@Olivier5,
Olivier5 wrote:
Quote:Taxing carbon just doesn't do much besides causing people to drive less.
That's fortunate, because it's exactly the point.
You ignored the rest of my post that explained why it isn't sufficient to just drive less.
CO2 emissions are only part of the problem with driving. The other part is deforestation and obstruction of reforestation caused by infrastructure and urban planning oriented toward all trips occurring by automobile.
It is going to take a long time for cities to geographically reform so that paved corridors are reforested and buildings and other pavements are renovated to accommodate living soils, trees, and ecosystems that absorb and store carbon.

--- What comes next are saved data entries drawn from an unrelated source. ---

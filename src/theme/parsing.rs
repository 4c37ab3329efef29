use crossterm::event::{KeyCode, KeyModifiers};
use ratatui::style::Color;

use super::types::KeyChord;

/// What: Parse a single key identifier (e.g., "F5", "Esc", "?", "r") into a [`KeyCode`].
///
/// Inputs:
/// - `s`: Raw key token from a configuration string.
///
/// Output:
/// - `Some(KeyCode)` on success; `None` when the input token is unsupported.
///
/// Details:
/// - Supports function keys, navigation keys, and single printable characters.
/// - Normalizes character keys to lowercase for consistent matching.
pub(crate) fn parse_key_identifier(s: &str) -> Option<KeyCode> {
    let t = s.trim();
    if let Some(num) = t.strip_prefix('F').and_then(|x| x.parse::<u8>().ok()) {
        return Some(KeyCode::F(num));
    }
    match t.to_ascii_uppercase().as_str() {
        "ESC" => Some(KeyCode::Esc),
        "ENTER" | "RETURN" => Some(KeyCode::Enter),
        "TAB" => Some(KeyCode::Tab),
        "BACKTAB" => Some(KeyCode::BackTab),
        "BACKSPACE" => Some(KeyCode::Backspace),
        "UP" | "ARROWUP" => Some(KeyCode::Up),
        "DOWN" | "ARROWDOWN" => Some(KeyCode::Down),
        "LEFT" | "ARROWLEFT" => Some(KeyCode::Left),
        "RIGHT" | "ARROWRIGHT" => Some(KeyCode::Right),
        "SPACE" => Some(KeyCode::Char(' ')),
        _ => {
            let mut chars = t.chars();
            if let (Some(ch), None) = (chars.next(), chars.next()) {
                Some(KeyCode::Char(ch.to_ascii_lowercase()))
            } else {
                None
            }
        }
    }
}

/// What: Parse a full key chord such as "Ctrl+R" or "Shift+Tab" into a [`KeyChord`].
///
/// Inputs:
/// - `spec`: String specification combining optional modifiers with a key token.
///
/// Output:
/// - `Some(KeyChord)` when parsing succeeds; `None` on invalid modifier/key combinations.
///
/// Details:
/// - Normalizes `Shift+Tab` to the dedicated `BackTab` key code and clears modifiers.
/// - A lone "+" is the plus key, not a separator.
pub(crate) fn parse_key_chord(spec: &str) -> Option<KeyChord> {
    let spec = spec.trim();
    if spec == "+" {
        return Some(KeyChord::plain(KeyCode::Char('+')));
    }
    let mut mods = KeyModifiers::empty();
    let mut key_part: Option<String> = None;
    for part in spec.split('+') {
        let p = part.trim();
        if p.is_empty() {
            continue;
        }
        match p.to_ascii_uppercase().as_str() {
            "CTRL" | "CONTROL" => mods |= KeyModifiers::CONTROL,
            "ALT" => mods |= KeyModifiers::ALT,
            "SHIFT" => mods |= KeyModifiers::SHIFT,
            _ => {
                if key_part.is_some() {
                    return None;
                }
                key_part = Some(p.to_string());
            }
        }
    }
    if key_part.as_deref().map(str::to_ascii_uppercase).as_deref() == Some("TAB")
        && mods.contains(KeyModifiers::SHIFT)
    {
        return Some(KeyChord::plain(KeyCode::BackTab));
    }
    let code = parse_key_identifier(key_part.as_deref()?)?;
    Some(KeyChord { code, mods })
}

/// What: Parse a color literal from configuration text into a [`Color`].
///
/// Inputs:
/// - `s`: Color specification, `#RRGGBB`, `RRGGBB`.
///
/// Output:
/// - `Some(Color::Rgb)` for recognized hex values; `None` otherwise.
pub(crate) fn parse_color_value(s: &str) -> Option<Color> {
    let t = s.trim();
    let h = t.strip_prefix('#').unwrap_or(t);
    if h.len() != 6 || !h.chars().all(|c| c.is_ascii_hexdigit()) {
        return None;
    }
    let r = u8::from_str_radix(&h[0..2], 16).ok()?;
    let g = u8::from_str_radix(&h[2..4], 16).ok()?;
    let b = u8::from_str_radix(&h[4..6], 16).ok()?;
    Some(Color::Rgb(r, g, b))
}

/// What: Parse a boolean setting value.
///
/// Inputs:
/// - `s`: Raw value such as "true", "1", "yes" or "on".
///
/// Output:
/// - `Some(bool)` for recognized spellings; `None` otherwise.
pub(crate) fn parse_bool(s: &str) -> Option<bool> {
    match s.trim().to_ascii_lowercase().as_str() {
        "true" | "1" | "yes" | "on" => Some(true),
        "false" | "0" | "no" | "off" => Some(false),
        _ => None,
    }
}

/// Strip a trailing `// ...` or `# ...` comment, keeping a leading `#` for hex colors.
pub(crate) fn strip_inline_comment(mut s: &str) -> &str {
    if let Some(i) = s.find("//") {
        s = &s[..i];
    }
    if let Some(i_rel) = if let Some(stripped) = s.strip_prefix('#') {
        stripped.find(" #").map(|j| j + 1)
    } else {
        s.find(" #")
    } {
        s = &s[..i_rel];
    }
    s.trim()
}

Currently you will see cities renovate their automotive grid networks by not only repaving existing roads, but also adding more highways, etc. in order to increase the capacity for a growing population to all get around by driving. When a city takes that step, they have effectively procrastinated pavement-downsizing/reforestation by several decades when the infrastructure will once again be up for renewal.
If you tax carbon/fuel and people drive a little less, it won't be sufficient reduction in driving-demand to motivate municipalities to narrow paved corridors to single-lanes and reforest the outer lanes of the corridor as parkway with trees and bike/pedestrian pathways.

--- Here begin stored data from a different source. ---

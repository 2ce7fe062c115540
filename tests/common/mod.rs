#![allow(dead_code)]

use std::path::{Path, PathBuf};

use compile_modules::{CompileError, CompileRequest, CompiledModule};

/// The string between the first pair of matching quotes on `line`.
fn quoted(line: &str) -> Option<&str> {
    let start = line.find(|c: char| c == '"' || c == '\'')?;
    let quote = &line[start..start + 1];
    let rest = &line[start + 1..];
    let end = rest.find(quote)?;
    Some(&rest[..end])
}

/// Modules named by `import` statements, in source order.
pub fn imports(source: &str) -> Vec<String> {
    source
        .lines()
        .map(str::trim_start)
        .filter(|line| line.starts_with("import"))
        .filter_map(quoted)
        .map(ToOwned::to_owned)
        .collect()
}

/// Stands in for a real transpiler: prefixes the source with a comment
/// naming the format and module, and reports its imports as dependencies.
pub fn fake_compile(request: CompileRequest<'_>) -> Result<CompiledModule, CompileError> {
    Ok(CompiledModule {
        code: format!(
            "/* {} {} */\n{}",
            request.options.format,
            request.module_name.unwrap_or("<anonymous>"),
            request.source
        ),
        dependencies: imports(request.source),
    })
}

/// Rejects any module whose source mentions `value`.
pub fn reject_value(request: CompileRequest<'_>) -> Result<CompiledModule, CompileError> {
    if request.source.contains("value") {
        return Err(CompileError::rejected("unsupported syntax"));
    }
    fake_compile(request)
}

/// A scratch tree holding `a.js` and an empty directory `locked` whose
/// permissions forbid listing it. Permissions are restored on drop so the
/// tree can be removed.
#[cfg(unix)]
pub struct LockedTree {
    temp: tempfile::TempDir,
    locked: PathBuf,
}

#[cfg(unix)]
impl LockedTree {
    /// `None` when the current user can list the directory anyway, as root
    /// can, since then there is no failure to observe.
    pub fn new() -> Option<Self> {
        use std::{fs, os::unix::fs::PermissionsExt};

        let temp = tempfile::tempdir().unwrap();
        fs::write(temp.path().join("a.js"), "export default 1;\n").unwrap();
        let locked = temp.path().join("locked");
        fs::create_dir(&locked).unwrap();
        fs::set_permissions(&locked, fs::Permissions::from_mode(0o000)).unwrap();
        let tree = LockedTree { temp, locked };
        if fs::read_dir(&tree.locked).is_ok() {
            return None;
        }
        Some(tree)
    }

    pub fn root(&self) -> &Path {
        self.temp.path()
    }

    pub fn locked(&self) -> &Path {
        &self.locked
    }
}

#[cfg(unix)]
impl Drop for LockedTree {
    fn drop(&mut self) {
        use std::{fs, os::unix::fs::PermissionsExt};

        let _ = fs::set_permissions(&self.locked, fs::Permissions::from_mode(0o755));
    }
}
use std::{
    error::Error,
    fmt::Display,
    fs::File,
    io::{self, BufWriter, Read, Write},
    path::{Path, PathBuf},
};

/// One side of a compile: a file on disk or a process-level stream.
#[derive(Clone, Debug, PartialEq, Eq)]
pub enum Endpoint {
    File(PathBuf),
    Stdin,
    Stdout,
}

impl Display for Endpoint {
    fn fmt(&self, f: &mut std::fmt::Formatter<'_>) -> std::fmt::Result {
        match self {
            Endpoint::File(path) => write!(f, "{:?}", path),
            Endpoint::Stdin => write!(f, "standard input"),
            Endpoint::Stdout => write!(f, "standard output"),
        }
    }
}

#[derive(Debug)]
#[non_exhaustive]
pub struct StreamError {
    endpoint: Endpoint,
    kind: StreamErrorKind,
}

impl StreamError {
    pub(crate) fn new(endpoint: Endpoint, kind: StreamErrorKind) -> Self {
        Self { endpoint, kind }
    }

    pub fn endpoint(&self) -> &Endpoint {
        &self.endpoint
    }

    pub fn kind(&self) -> &StreamErrorKind {
        &self.kind
    }
}

impl Display for StreamError {
    fn fmt(&self, f: &mut std::fmt::Formatter<'_>) -> std::fmt::Result {
        match &self.kind {
            StreamErrorKind::Open(_) => write!(f, "unable to open {}", self.endpoint),
            StreamErrorKind::Create(_) => write!(f, "unable to create {}", self.endpoint),
            StreamErrorKind::CreateDirectory(_) => {
                write!(f, "unable to create directory {}", self.endpoint)
            }
            StreamErrorKind::Read(_) => write!(f, "unable to read {}", self.endpoint),
            StreamErrorKind::Write(_) => write!(f, "unable to write {}", self.endpoint),
        }
    }
}

impl Error for StreamError {
    fn source(&self) -> Option<&(dyn Error + 'static)> {
        match &self.kind {
            StreamErrorKind::Open(err) => Some(err),
            StreamErrorKind::Create(err) => Some(err),
            StreamErrorKind::CreateDirectory(err) => Some(err),
            StreamErrorKind::Read(err) => Some(err),
            StreamErrorKind::Write(err) => Some(err),
        }
    }
}

#[derive(Debug)]
pub enum StreamErrorKind {
    #[non_exhaustive]
    Open(io::Error),
    #[non_exhaustive]
    Create(io::Error),
    #[non_exhaustive]
    CreateDirectory(io::Error),
    #[non_exhaustive]
    Read(io::Error),
    #[non_exhaustive]
    Write(io::Error),
}

pub fn open_input<P: AsRef<Path>>(path: P) -> Result<File, StreamError> {
    let path = path.as_ref();
    File::open(path).map_err(|err| {
        StreamError::new(Endpoint::File(path.to_owned()), StreamErrorKind::Open(err))
    })
}

/// Create (or truncate) the output file for a compiled module.
pub fn create_output<P: AsRef<Path>>(path: P) -> Result<BufWriter<File>, StreamError> {
    let path = path.as_ref();
    File::create(path).map(BufWriter::new).map_err(|err| {
        StreamError::new(Endpoint::File(path.to_owned()), StreamErrorKind::Create(err))
    })
}

/// Buffer the whole of `input` into memory.
pub(crate) fn read_all<R: Read>(mut input: R, endpoint: &Endpoint) -> Result<String, StreamError> {
    let mut string = String::new();
    input
        .read_to_string(&mut string)
        .map_err(|err| StreamError::new(endpoint.clone(), StreamErrorKind::Read(err)))?;
    Ok(string)
}

/// Write one chunk, then terminate the stream by flushing it.
pub(crate) fn write_all<W: Write>(
    mut output: W,
    chunk: &[u8],
    endpoint: &Endpoint,
) -> Result<(), StreamError> {
    (|| {
        output.write_all(chunk)?;
        output.flush()
    })()
    .map_err(|err| StreamError::new(endpoint.clone(), StreamErrorKind::Write(err)))
}
//! Compile a tree of ES6 modules, or a single stream, into one of the AMD,
//! CommonJS, YUI or globals module formats, optionally recording which
//! modules require which in a `graph.json` dependency graph.
//!
//! This crate does not parse JavaScript. The transformation of a single
//! module is delegated to an implementation of [`Compile`], typically a
//! [`CommandCompiler`] wrapping an external transpiler. What the crate does
//! own is everything around it:
//!
//! - discovering the files to compile under a set of input roots, skipping
//!   hidden entries (names starting with a dot);
//! - mirroring the input layout into a destination directory, creating
//!   directories as needed;
//! - compiling files in parallel, buffering each module fully before it is
//!   compiled and writing the result verbatim;
//! - knowing when every discovered file has been written, and only then
//!   writing the dependency graph, exactly once.
//!
//! ```no_run
//! use compile_modules::{CommandCompiler, CompileOptions, OutputFormat, TreeCompilation};
//!
//! # fn main() -> Result<(), compile_modules::Error> {
//! let compiler = CommandCompiler::new("es6-module-transpiler-json");
//! let options = CompileOptions {
//!     format: OutputFormat::Cjs,
//!     infer_name: true,
//!     graph: true,
//!     ..CompileOptions::default()
//! };
//! let summary = TreeCompilation::new(&compiler, options, "out").run(["lib"])?;
//! println!("compiled {} files", summary.files);
//! # Ok(())
//! # }
//! ```

#![forbid(unsafe_code)]
#![deny(missing_debug_implementations)]

pub mod barrier;
pub mod compiler;
pub mod directory;
mod error;
pub mod graph;
pub mod io;
pub mod options;
pub mod path;
pub mod run;
pub mod stream;
pub mod walker;

pub use compiler::{Compile, CommandCompiler, CompileError, CompileRequest, CompiledModule};
pub use error::Error;
pub use options::{CompileOptions, ImportMap, Invocation, Mode, OutputFormat, UsageError};
pub use run::{compile_stdio, RunSummary, TreeCompilation};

For sustainable climate, most human traffic has to occur by foot/bicycle, and longer-distance commuting and travel should be mostly by bus and/or rail where rail is available. Currently, however, rail projects are being launched without thinking through how those rail lines are supposed to attract passengers away from driving.
Carbon taxation is not going attract people away from driving because they will just drive less and hope for more money so they can afford to drive more again. Really what needs to happen is for many more people to walk, bike, and use transit exclusively instead of driving so that the market demand for pedestrian/bike/transit infrastructure grows.

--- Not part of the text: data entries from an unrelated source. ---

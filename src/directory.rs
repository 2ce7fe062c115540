use std::{fs, io, path::Path};

use log::trace;

use crate::io::{Endpoint, StreamError, StreamErrorKind};

/// Make sure `directory` and every missing ancestor exist.
///
/// Existing directories are left alone, so calling this twice for the same
/// path is a no-op the second time. Another worker creating the same
/// directory between the existence check and `create_dir` is not an error.
pub fn ensure_dir<P: AsRef<Path>>(directory: P) -> Result<(), StreamError> {
    let directory = directory.as_ref();
    if directory.as_os_str().is_empty() || directory.exists() {
        return Ok(());
    }
    if let Some(parent) = directory.parent() {
        ensure_dir(parent)?;
    }
    trace!("creating directory {:?}", directory);
    match fs::create_dir(directory) {
        Ok(()) => Ok(()),
        Err(err) if err.kind() == io::ErrorKind::AlreadyExists && directory.is_dir() => Ok(()),
        Err(err) => Err(StreamError::new(
            Endpoint::File(directory.to_owned()),
            StreamErrorKind::CreateDirectory(err),
        )),
    }
}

This is something you can't legislate/regulate unless you simply make it much more difficult to get a driving license, but then you are likely to have public outcries against politicians who support taking away people's licenses in this way.
If you really just want to reduce fossil fuel use and let the market sort out the rest, then the way to do that would be to make quotas for drilling/refining and punish companies that exceed their quotas by lowering their future quotas by whatever amount the overshot the current year quota.
Having fossil fuel quotas would cause market prices to increase as investors invest in scarcity, or rather the prospect of scarcity. That would also stimulate companies to not overshoot their quotas because they would expect even higher prices in the future due to other companies' quotas being cut due to overshoot in the current year.
The challenge would be to prevent lobbying to increase and/or eliminate the quotas. Climate denial isn't just a reaction against climate science; it is a political stance to pro-actively thwart reform progress that obstructs market freedoms that involve liberal energy use.
The only truly effective means of cutting fossil fuel use is to convince the public to stop using fuel and energy as much as possible, and to reduce their spending on products whose producers fail to do so.
Investing in climate reform is not as effective as cutting spending/investment in failing industries/companies because investment stimulates growth, which funnels money in directions that will eventually end up funding the same old unsustainable business and consumer practices. Just look at how investment in denser/walkable new urban/mixed developments generates profits and jobs that end up stimulating more affordable suburban development. If you invest in green/sustainability, you will get a lot of greenwashing of unsustainable economic projects as well as general economic growth that ultimately feeds into the economic culture of unsustainability that has been established and thus seems achievable to many people the moment the economy is growing enough to put it within their reach.